Comme dit un peu plus haut, Demon Gaze est un RPG relativement classique dans le fond et dans la forme, on y retrouve donc le b.a.-ba du level-design donjonesque : les murs et les sols piégés, les salles plongées dans le noir, les passages à sens unique, les énigmes à base de téléporteurs et d'interrupteurs, les salles cachées, ainsi que plein d'autres petits trucs qui vont vous mener la vie dure. A chaque nouveau donjon, le but sera de le retourner de fond en comble afin de trouver des "Demon Circle", symbolisant l'influence d'un démon majeur dans une zone, et de tous les conquérir afin de forcer le grand méchant loup à sortir de sa tanière. Cet aspect exploration se dote d'un petit aspect social original, appelé le Gazer Memo : on dispose de la possibilité de laisser des messages au sol et de les partager avec les autres joueurs. Outre le fait de constater qu'une communauté peut parfois être bien tordue ou vicieuse, elle peut aussi être très éclairée et de nombreux messages peuvent aider à la progression dans un donjon, en indiquant où se situent les salles cachées et les gros dangers. Fonction qu'on peut désactiver, au passage.

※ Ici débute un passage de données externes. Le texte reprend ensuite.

//! Classified error values handed to the UI layer.
//!
//! A [`RawError`] is whatever an external collaborator threw, flattened to a
//! name and a message. An [`ErrorRecord`] is the immutable result of
//! classifying it.

use super::error_code::{ErrorCode, ErrorInfo, Severity};
use serde::{Deserialize, Serialize};
use serde_json::Value;
use std::fmt;

/// A caught value, coerced to text
#[derive(Debug, Clone, PartialEq, Eq, Default, Serialize, Deserialize)]
pub struct RawError {
    /// Error type name, when the value had one
    #[serde(default, skip_serializing_if = "Option::is_none")]
    pub name: Option<String>,
    pub message: String,
    /// Code assigned by an earlier classification. Classifiers keep it
    /// instead of re-matching the text.
    #[serde(default, skip_serializing_if = "Option::is_none")]
    pub code: Option<ErrorCode>,
}

impl RawError {
    pub fn new(message: impl Into<String>) -> Self {
        Self {
            name: None,
            message: message.into(),
            code: None,
        }
    }

    pub fn with_name(mut self, name: impl Into<String>) -> Self {
        self.name = Some(name.into());
        self
    }

    /// Flatten a Rust error, including its source chain, into a raw error.
    ///
    /// The name is the unqualified type name of `E`.
    pub fn from_error<E: std::error::Error + ?Sized>(err: &E) -> Self {
        let mut message = err.to_string();
        let mut source = err.source();
        while let Some(cause) = source {
            message.push_str(": ");
            message.push_str(&cause.to_string());
            source = cause.source();
        }

        let full = std::any::type_name::<E>();
        let name = if full.starts_with("dyn ") {
            None
        } else {
            let base = full.split('<').next().unwrap_or(full);
            base.rsplit("::").next().map(str::to_string)
        };

        Self {
            name,
            message,
            code: None,
        }
    }

    /// Coerce a plain JSON value. Objects contribute their `name` and
    /// `message` fields when present; anything else is used as JSON text.
    pub fn from_value(value: &Value) -> Self {
        match value {
            Value::String(s) => Self::new(s.clone()),
            Value::Object(map) => {
                let name = map.get("name").and_then(Value::as_str).map(str::to_string);
                match map.get("message").and_then(Value::as_str) {
                    Some(message) => Self {
                        name,
                        message: message.to_string(),
                        code: None,
                    },
                    None => Self {
                        name,
                        message: value.to_string(),
                        code: None,
                    },
                }
            }
            Value::Null => Self::new(""),
            other => Self::new(other.to_string()),
        }
    }

    /// Lower-cased `"{name} {message}"` used for rule matching
    pub fn haystack(&self) -> String {
        match &self.name {
            Some(name) => format!("{} {}", name, self.message).to_lowercase(),
            None => self.message.to_lowercase(),
        }
    }
}

impl fmt::Display for RawError {
    fn fmt(&self, f: &mut fmt::Formatter<'_>) -> fmt::Result {
        match &self.name {
            Some(name) => write!(f, "{}: {}", name, self.message),
            None => f.write_str(&self.message),
        }
    }
}

impl From<&str> for RawError {
    fn from(value: &str) -> Self {
        RawError::new(value)
    }
}

impl From<String> for RawError {
    fn from(value: String) -> Self {
        RawError::new(value)
    }
}

impl From<&Value> for RawError {
    fn from(value: &Value) -> Self {
        RawError::from_value(value)
    }
}

impl From<Value> for RawError {
    fn from(value: Value) -> Self {
        RawError::from_value(&value)
    }
}

impl From<std::io::Error> for RawError {
    fn from(value: std::io::Error) -> Self {
        RawError::from_error(&value)
    }
}

impl From<ErrorRecord> for RawError {
    fn from(record: ErrorRecord) -> Self {
        RawError {
            code: Some(record.code),
            ..record.original
        }
    }
}

/// Result of classifying a caught error. Immutable once built.
#[derive(Debug, Clone, PartialEq, Serialize, Deserialize, thiserror::Error)]
#[error("{code}: {message}")]
pub struct ErrorRecord {
    code: ErrorCode,
    message: String,
    original: RawError,
    retryable: bool,
    severity: Severity,
    /// Milliseconds since the Unix epoch
    timestamp: i64,
}

impl ErrorRecord {
    /// Build a record stamped with the current time
    pub fn new(code: ErrorCode, original: RawError) -> Self {
        Self::at(code, original, crate::utils::now_ms())
    }

    pub fn at(code: ErrorCode, original: RawError, timestamp: i64) -> Self {
        let info = code.info();
        let original = RawError {
            code: None,
            ..original
        };
        Self {
            code,
            message: info.message.to_string(),
            original,
            retryable: info.retryable,
            severity: info.severity,
            timestamp,
        }
    }

    /// Same record, marked terminal regardless of what the table says
    pub fn terminal(mut self) -> Self {
        self.retryable = false;
        self
    }

    pub fn code(&self) -> ErrorCode {
        self.code
    }

    pub fn message(&self) -> &str {
        &self.message
    }

    pub fn original(&self) -> &RawError {
        &self.original
    }

    pub fn retryable(&self) -> bool {
        self.retryable
    }

    pub fn severity(&self) -> Severity {
        self.severity
    }

    pub fn timestamp(&self) -> i64 {
        self.timestamp
    }

    pub fn info(&self) -> &'static ErrorInfo {
        self.code.info()
    }
}

#[cfg(test)]
mod tests {
    use super::*;
    use serde_json::json;

    #[derive(Debug, thiserror::Error)]
    #[error("handshake aborted")]
    struct HandshakeError {
        #[source]
        cause: std::io::Error,
    }

    #[test]
    fn test_from_error_walks_source_chain() {
        let err = HandshakeError {
            cause: std::io::Error::new(std::io::ErrorKind::Other, "certificate expired"),
        };
        let raw = RawError::from_error(&err);
        assert_eq!(raw.name.as_deref(), Some("HandshakeError"));
        assert_eq!(raw.message, "handshake aborted: certificate expired");
    }

    #[test]
    fn test_from_dyn_error_has_no_name() {
        let err: Box<dyn std::error::Error> = "boom".into();
        let raw = RawError::from_error(err.as_ref());
        assert_eq!(raw.name, None);
        assert_eq!(raw.message, "boom");
    }

    #[test]
    fn test_from_value_object_with_message() {
        let raw = RawError::from_value(&json!({
            "name": "WalletSignTransactionError",
            "message": "User rejected the request."
        }));
        assert_eq!(raw.name.as_deref(), Some("WalletSignTransactionError"));
        assert_eq!(
            raw.haystack(),
            "walletsigntransactionerror user rejected the request."
        );
    }

    #[test]
    fn test_from_value_plain_object_is_stringified() {
        let raw = RawError::from_value(&json!({ "status": 503 }));
        assert_eq!(raw.name, None);
        assert_eq!(raw.message, r#"{"status":503}"#);
        assert_eq!(RawError::from_value(&json!(42)).message, "42");
        assert_eq!(RawError::from_value(&Value::Null).message, "");
    }

    #[test]
    fn test_record_takes_table_values() {
        let record = ErrorRecord::at(ErrorCode::RateLimited, RawError::new("429"), 1_700);
        assert_eq!(record.code(), ErrorCode::RateLimited);
        assert!(record.retryable());
        assert_eq!(record.severity(), Severity::Warning);
        assert_eq!(record.timestamp(), 1_700);
        assert_eq!(record.message(), ErrorCode::RateLimited.info().message);
        assert_eq!(record.original().message, "429");
        assert!(record.to_string().starts_with("RATE_LIMITED: "));
    }

    #[test]
    fn test_record_round_trips_through_raw_error() {
        let record = ErrorRecord::at(ErrorCode::ProofTimeout, RawError::new("prover stalled"), 5);
        let raw: RawError = record.clone().into();
        assert_eq!(raw.code, Some(ErrorCode::ProofTimeout));
        assert_eq!(raw.message, "prover stalled");
        assert_eq!(record.original().code, None);
    }

    #[test]
    fn test_terminal_overrides_retryable() {
        let record = ErrorRecord::at(ErrorCode::RpcUnavailable, RawError::default(), 0).terminal();
        assert!(!record.retryable());
    }
}
//! Startup configuration read from environment variables
//!
//! Read once when the application starts. The resulting endpoint catalog and
//! retry configuration are immutable and shared by reference afterwards.
//!
//! | Variable | Meaning | Default |
//! |---|---|---|
//! | `MIXER_NETWORK` | Active network | `devnet` |
//! | `MIXER_RPC_<NETWORK>` | Comma-separated endpoint URLs, highest priority first | public endpoints |
//! | `MIXER_MAX_RETRIES` | Retries after the first attempt | `3` |
//! | `MIXER_INITIAL_DELAY_MS` | First backoff delay | `1000` |
//! | `MIXER_MAX_DELAY_MS` | Backoff cap | `10000` |
//! | `MIXER_BACKOFF_MULTIPLIER` | Growth factor, at least 1.0 | `2.0` |
//! | `MIXER_RETRY_JITTER` | Jitter delays by ±25% | `true` |
//! | `MIXER_ENABLE_FALLBACK` | Rotate to other endpoints after exhaustion | `true` |
//! | `MIXER_CONNECT_TIMEOUT_MS` | Deadline for one attempt against an endpoint | `15000` |
//! | `MIXER_ASSUME_ONLINE` | Ignore the connectivity flag when classifying | `false` |

use crate::constants::*;
use crate::core::{AlwaysOnline, Classifier, ConnectivityProbe, EndpointCatalog, ResilientRunner};
use crate::models::{EndpointDescriptor, NetworkId};
use crate::utils::retry::RetryConfig;
use crate::utils::ConfigError;
use std::str::FromStr;
use std::sync::Arc;
use std::time::Duration;

#[derive(Debug, Clone, PartialEq)]
pub struct AppConfig {
    pub network: NetworkId,
    pub endpoints: Vec<EndpointDescriptor>,
    pub retry: RetryConfig,
    pub fallback_enabled: bool,
    pub connect_timeout: Duration,
    pub assume_online: bool,
}

impl Default for AppConfig {
    fn default() -> Self {
        Self {
            network: NetworkId::Devnet,
            endpoints: NetworkId::ALL
                .iter()
                .flat_map(|n| build_endpoints(*n, default_urls(*n).iter().copied()))
                .collect(),
            retry: RetryConfig::default(),
            fallback_enabled: true,
            connect_timeout: Duration::from_millis(CONNECT_TIMEOUT_MS),
            assume_online: false,
        }
    }
}

impl AppConfig {
    /// Read configuration from the process environment
    pub fn from_env() -> Result<Self, ConfigError> {
        Self::from_lookup(|key| std::env::var(key).ok())
    }

    /// Read configuration through `lookup`, which returns the value of a
    /// variable if it is set
    pub fn from_lookup<F>(lookup: F) -> Result<Self, ConfigError>
    where
        F: Fn(&str) -> Option<String>,
    {
        let get = |key: &str| {
            lookup(key)
                .map(|v| v.trim().to_string())
                .filter(|v| !v.is_empty())
        };
        let defaults = RetryConfig::default();

        let network = match get(ENV_NETWORK) {
            Some(raw) => NetworkId::from_str(&raw).map_err(|_| invalid(ENV_NETWORK, &raw, "unknown network"))?,
            None => NetworkId::Devnet,
        };

        let mut endpoints = Vec::new();
        for net in NetworkId::ALL {
            let var = rpc_var(net);
            match get(&var) {
                Some(raw) => {
                    let urls: Vec<&str> = raw
                        .split(',')
                        .map(str::trim)
                        .filter(|u| !u.is_empty())
                        .collect();
                    for url in &urls {
                        if !is_valid_url(url) {
                            return Err(ConfigError::InvalidUrl {
                                var: var.clone(),
                                url: url.to_string(),
                            });
                        }
                    }
                    endpoints.extend(build_endpoints(net, urls.into_iter()));
                }
                None => endpoints.extend(build_endpoints(net, default_urls(net).iter().copied())),
            }
        }

        let max_retries = parse_or(&get, ENV_MAX_RETRIES, defaults.max_retries)?;
        let initial_ms = parse_or(
            &get,
            ENV_INITIAL_DELAY_MS,
            defaults.initial_delay.as_millis() as u64,
        )?;
        let max_ms = parse_or(&get, ENV_MAX_DELAY_MS, defaults.max_delay.as_millis() as u64)?;
        if initial_ms > max_ms {
            return Err(invalid(
                ENV_INITIAL_DELAY_MS,
                &initial_ms.to_string(),
                "must not exceed MIXER_MAX_DELAY_MS",
            ));
        }

        let backoff_multiplier: f64 =
            parse_or(&get, ENV_BACKOFF_MULTIPLIER, defaults.backoff_multiplier)?;
        if !backoff_multiplier.is_finite() || backoff_multiplier < 1.0 {
            return Err(invalid(
                ENV_BACKOFF_MULTIPLIER,
                &backoff_multiplier.to_string(),
                "must be a finite number >= 1.0",
            ));
        }

        let connect_ms = parse_or(&get, ENV_CONNECT_TIMEOUT_MS, CONNECT_TIMEOUT_MS)?;
        if connect_ms == 0 {
            return Err(invalid(ENV_CONNECT_TIMEOUT_MS, "0", "must be greater than zero"));
        }

        let jitter = parse_flag(&get, ENV_RETRY_JITTER, defaults.jitter)?;
        let fallback_enabled = parse_flag(&get, ENV_ENABLE_FALLBACK, true)?;
        let assume_online = parse_flag(&get, ENV_ASSUME_ONLINE, false)?;

        let config = Self {
            network,
            endpoints,
            retry: RetryConfig {
                max_retries,
                initial_delay: Duration::from_millis(initial_ms),
                max_delay: Duration::from_millis(max_ms),
                backoff_multiplier,
                jitter,
                ..defaults
            },
            fallback_enabled,
            connect_timeout: Duration::from_millis(connect_ms),
            assume_online,
        };

        tracing::info!(
            network = %config.network,
            endpoints = config.endpoints.len(),
            max_retries = config.retry.max_retries,
            "configuration loaded"
        );
        Ok(config)
    }

    pub fn catalog(&self) -> Result<EndpointCatalog, ConfigError> {
        EndpointCatalog::new(self.endpoints.clone())
    }

    /// Default classifier fed by `connectivity`, or by [`AlwaysOnline`]
    /// when `MIXER_ASSUME_ONLINE` is set
    pub fn classifier(&self, connectivity: Arc<dyn ConnectivityProbe>) -> Classifier {
        if self.assume_online {
            Classifier::new().with_connectivity(Arc::new(AlwaysOnline))
        } else {
            Classifier::new().with_connectivity(connectivity)
        }
    }

    /// Runner over this configuration's catalog, retry policy, fallback
    /// flag and connect timeout
    pub fn runner(&self, classifier: Classifier) -> Result<ResilientRunner, ConfigError> {
        Ok(ResilientRunner::new(
            Arc::new(self.catalog()?),
            Arc::new(self.retry.clone()),
            Arc::new(classifier),
        )
        .with_fallback(self.fallback_enabled)
        .with_connect_timeout(self.connect_timeout))
    }
}

/// `MIXER_RPC_DEVNET` etc.
pub fn rpc_var(network: NetworkId) -> String {
    format!("{}{}", ENV_RPC_PREFIX, network.as_str().to_uppercase())
}

fn default_urls(network: NetworkId) -> &'static [&'static str] {
    match network {
        NetworkId::Mainnet => DEFAULT_MAINNET_RPC,
        NetworkId::Devnet => DEFAULT_DEVNET_RPC,
        NetworkId::Testnet => DEFAULT_TESTNET_RPC,
        NetworkId::Localnet => DEFAULT_LOCALNET_RPC,
    }
}

/// Ids are `<network>-<index>`; list order gives priority
fn build_endpoints<'a, I>(network: NetworkId, urls: I) -> impl Iterator<Item = EndpointDescriptor> + 'a
where
    I: Iterator<Item = &'a str> + 'a,
{
    urls.enumerate().map(move |(i, url)| {
        EndpointDescriptor::new(format!("{}-{}", network, i), url, network, i as u32)
    })
}

fn is_valid_url(url: &str) -> bool {
    ["https://", "http://", "wss://", "ws://"]
        .iter()
        .find_map(|scheme| url.strip_prefix(scheme))
        .is_some_and(|rest| {
            let host = rest.split(['/', '?', '#']).next().unwrap_or("");
            !host.is_empty() && !host.contains(char::is_whitespace)
        })
}

fn invalid(var: &str, value: &str, reason: &str) -> ConfigError {
    ConfigError::InvalidValue {
        var: var.to_string(),
        value: value.to_string(),
        reason: reason.to_string(),
    }
}

fn parse_or<T, G>(get: &G, var: &str, default: T) -> Result<T, ConfigError>
where
    T: FromStr,
    T::Err: std::fmt::Display,
    G: Fn(&str) -> Option<String>,
{
    match get(var) {
        Some(raw) => raw
            .parse::<T>()
            .map_err(|e| invalid(var, &raw, &e.to_string())),
        None => Ok(default),
    }
}

fn parse_flag<G>(get: &G, var: &str, default: bool) -> Result<bool, ConfigError>
where
    G: Fn(&str) -> Option<String>,
{
    match get(var) {
        Some(raw) => match raw.to_lowercase().as_str() {
            "1" | "true" | "yes" | "on" => Ok(true),
            "0" | "false" | "no" | "off" => Ok(false),
            _ => Err(invalid(var, &raw, "expected true/false")),
        },
        None => Ok(default),
    }
}
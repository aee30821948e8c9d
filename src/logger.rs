use crate::constants::{ENV_LOG, ENV_LOG_VERBOSE};
use std::sync::OnceLock;
use tracing_subscriber::EnvFilter;

const DEFAULT_DIRECTIVE: &str = "info";
const VERBOSE_DIRECTIVE: &str = "mixer_resilience=debug";

static LOGGER: OnceLock<()> = OnceLock::new();

/// Filter directive from `MIXER_LOG`, then `RUST_LOG`, then `info`.
/// `MIXER_LOG_VERBOSE=1` additionally raises this crate to `debug`.
fn filter_directive<F>(lookup: F) -> String
where
    F: Fn(&str) -> Option<String>,
{
    let base = lookup(ENV_LOG)
        .or_else(|| lookup("RUST_LOG"))
        .map(|v| v.trim().to_string())
        .filter(|v| !v.is_empty())
        .unwrap_or_else(|| DEFAULT_DIRECTIVE.to_string());

    let verbose = lookup(ENV_LOG_VERBOSE)
        .map(|v| v.trim() == "1")
        .unwrap_or(false);

    if verbose {
        format!("{},{}", base, VERBOSE_DIRECTIVE)
    } else {
        base
    }
}

/// Install the global fmt subscriber. Safe to call more than once; only the
/// first call has any effect.
pub fn init_logger() {
    LOGGER.get_or_init(|| {
        let directive = filter_directive(|key| std::env::var(key).ok());
        let filter = EnvFilter::try_new(&directive).unwrap_or_else(|_| EnvFilter::new(DEFAULT_DIRECTIVE));

        // Another subscriber may already be installed (e.g. by a test harness)
        let _ = tracing_subscriber::fmt()
            .with_env_filter(filter)
            .with_writer(std::io::stderr)
            .try_init();
    });
}
//! Resolution engine for configuration-driven console applications
//!
//! Turns raw, loosely-typed declarations (parameters, contracts, services,
//! event listeners, commands) into a running object graph with correct
//! override semantics, lazy single-instance service construction, reference
//! resolution, and priority-ordered event dispatch wiring.
//!
//! ## Architecture
//!
//! ```text
//! BootstrapProcessor (owns all registries)
//! ├── EventRegistry      priority-ordered listeners, resolved at dispatch
//! ├── ParameterRegistry  flat dotted-key view of the settings document
//! ├── ContractTable      interface → implementation substitutions
//! ├── ServiceRegistry    lazy singleton construction + instance cache
//! └── ConsoleApplication eagerly built commands, handed to the runner
//!
//! ArgumentResolver (borrows params + contracts + services)
//!     "@id"    → service instance (triggers lazy, depth-first construction)
//!     "%key%"  → parameter value
//!     other    → literal, unchanged
//! ```
//!
//! Constructible classes register themselves at compile time via linkme
//! distributed slices (see [`registry`]); there is no runtime reflection and
//! no ambient container.

pub mod bootstrap;
pub mod builtins;
pub mod commands;
pub mod contracts;
pub mod documents;
pub mod events;
pub mod handle;
pub mod params;
pub mod registry;
pub mod resolver;
pub mod runner;
pub mod services;

pub use bootstrap::{BootstrapDocuments, BootstrapProcessor};
pub use contracts::ContractTable;
pub use events::{DispatchPolicy, EventRegistry};
pub use handle::ServiceHandle;
pub use params::ParameterRegistry;
pub use resolver::{ArgumentResolver, ResolvedArg};
pub use runner::ConsoleApplication;
pub use services::ServiceRegistry;
//! Domain layer for the ign console bootstrap
//!
//! Holds the types every other crate agrees on: the error enum, the generic
//! configuration value tree, the `Service` and `Command` ports, and the
//! well-known string constants. No bootstrap logic lives here.

pub mod constants;
pub mod error;
pub mod ports;
pub mod value;

pub use error::{Error, Result};
pub use ports::{Command, Service};
pub use value::{ConfigValue, Mapping};
//! Parameter Registry
//!
//! Flattens the nested settings document into a flat mapping of dotted keys.
//! Every leaf gets an entry; non-list mapping nodes are *also* registered
//! under their own key holding the full subtree, so both fine-grained and
//! bulk lookup work. Lists are leaves and are never expanded.
//!
//! Populated once during the settings phase and read-only afterward.

use std::collections::HashMap;

use ign_domain::{ConfigValue, Error, Mapping, Result};

/// Flat dotted-key view of the nested settings configuration
#[derive(Debug, Default)]
pub struct ParameterRegistry {
    values: HashMap<String, ConfigValue>,
}

impl ParameterRegistry {
    /// Create an empty registry
    pub fn new() -> Self {
        Self::default()
    }

    /// Flatten `config` under `prefix`, registering every node
    ///
    /// For each key, the entry `prefix.key` is registered with the node's
    /// value; non-list mappings are then recursed into. A key that is
    /// already present is a configuration error: two sources may not define
    /// overlapping prefixes in the same run.
    pub fn load(&mut self, prefix: &str, config: &Mapping) -> Result<()> {
        for (key, value) in config {
            let child_key = format!("{prefix}.{key}");
            if self.values.contains_key(&child_key) {
                return Err(Error::configuration(format!(
                    "duplicate parameter key '{child_key}'"
                )));
            }
            self.values.insert(child_key.clone(), value.clone());
            if let ConfigValue::Mapping(nested) = value {
                self.load(&child_key, nested)?;
            }
        }
        Ok(())
    }

    /// Exact dotted-key lookup; no wildcard or partial matching
    pub fn lookup(&self, key: &str) -> Option<&ConfigValue> {
        self.values.get(key)
    }

    /// Number of registered keys
    pub fn len(&self) -> usize {
        self.values.len()
    }

    /// Whether no keys have been registered
    pub fn is_empty(&self) -> bool {
        self.values.is_empty()
    }
}
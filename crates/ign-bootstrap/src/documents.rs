//! Declarative document types
//!
//! Serde-facing shapes of the five input documents. Parsing text into these
//! is the embedding application's concern (the `ign` crate does YAML); the
//! engine only sees the deserialized structures. Mapping order is preserved
//! because entries are processed in configuration-declared order.

use indexmap::IndexMap;
use serde::Deserialize;

use ign_domain::ConfigValue;

/// `services.yml`: `services:` keyed by service id
#[derive(Debug, Default, Deserialize)]
pub struct ServicesDoc {
    /// Service definitions in declaration order
    #[serde(default)]
    pub services: IndexMap<String, ServiceConfig>,
}

/// One service definition - configuration text, not live values
#[derive(Debug, Clone, Deserialize)]
pub struct ServiceConfig {
    /// Declared class name (may be redirected by a contract)
    pub class: String,
    /// Raw constructor arguments
    #[serde(default)]
    pub arguments: Vec<ConfigValue>,
    /// Post-construction calls, run in declaration order
    #[serde(default)]
    pub calls: Vec<CallConfig>,
}

/// One post-construction method call
#[derive(Debug, Clone, Deserialize)]
pub struct CallConfig {
    /// Method name, validated against the class's method table
    pub method: String,
    /// Raw call arguments
    #[serde(default)]
    pub arguments: Vec<ConfigValue>,
}

/// `contracts.yml`: `contracts:` keyed by interface name
#[derive(Debug, Default, Deserialize)]
pub struct ContractsDoc {
    /// Interface → implementation substitutions
    #[serde(default)]
    pub contracts: IndexMap<String, ContractConfig>,
}

/// One interface-to-implementation substitution rule
#[derive(Debug, Clone, Deserialize)]
pub struct ContractConfig {
    /// Implementation class substituted for the interface name
    pub class: String,
    /// When present, wholesale-replaces the service's own arguments
    #[serde(default)]
    pub arguments: Option<Vec<ConfigValue>>,
    /// When present, wholesale-replaces the service's own calls
    #[serde(default)]
    pub calls: Option<Vec<CallConfig>>,
}

/// `events.yml`: `events:` keyed by event name
#[derive(Debug, Default, Deserialize)]
pub struct EventsDoc {
    /// Listener definitions grouped by event name
    #[serde(default)]
    pub events: IndexMap<String, Vec<ListenerConfig>>,
}

/// One event listener binding
#[derive(Debug, Clone, Deserialize)]
pub struct ListenerConfig {
    /// Service reference, with or without the `@` prefix
    pub listener: String,
    /// Method to invoke; `handle_event` when absent
    #[serde(default)]
    pub method: Option<String>,
    /// Higher priorities fire first; defaults to 0
    #[serde(default)]
    pub priority: i32,
}

/// `commands.yml`: `commands:` keyed by command class name
#[derive(Debug, Default, Deserialize)]
pub struct CommandsDoc {
    /// Raw constructor arguments per command class
    #[serde(default)]
    pub commands: IndexMap<String, Vec<ConfigValue>>,
}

A noter que je n'ai pas employé le mot coffre, tout simplement car il n'y en a (quasiment) pas : on pourra trouver des consommables et des objets divers, symbolisés sur la carte par un symbole en forme de fiole, quelques objets rares à la conclusion de combats de boss/mini-boss, mais l'exploration en elle même n'offre pas pas de vraies récompenses notamment du point de vue de l'équipement. Sachant qu'en plus il n'y a pas de craft, que les monstres n'en lâchent pas et que le marchand d'équipements ne sert littéralement à rien, comment se mettre à jour ?
La réponse : les gemmes. Au fil du jeu, on obtiendra des gemmes liées à une catégorie d'équipements (gemme épée, gemme armure lourde, gemme accessoire, etc), et il faudra en jeter au maximum trois dans un Demon Circle pour déclencher un combat qui à sa conclusion offrira de l'équipement lié aux gemmes ainsi utilisées. Donc si vous utilisez une gemme accessoire et deux gemmes épée, alors à l'issue du combat vous aurez un accessoire et deux épées. C'est une loterie dont on ne sait jamais ce qui va sortir, vous pouvez très bien récupérer trois pièces justes bonnes à la revente ou à sacrifier à l'Ether Mill, ou à l'inverse chopper de l'équipement rare, déjà amélioré voire sur-amélioré. C'est la seule manière de récupérer de l'équipement normal dépassant +10, qui est la limite de l'amélioration via l'Ether Mill, sauf pour les équipements rares qui peuvent atteindre +30 .On peut cependant forcer un poil le destin en utilisant des gemmes rares pour améliorer la qualité et/ou le nombre de récompenses. Ajoutons à cela le fait que la difficulté du combat n'est pas lié à la valeur du loot, et qu'un Control Circle utilisé est un Control Circle désactivé jusqu'à ce que l'on retourne au QG.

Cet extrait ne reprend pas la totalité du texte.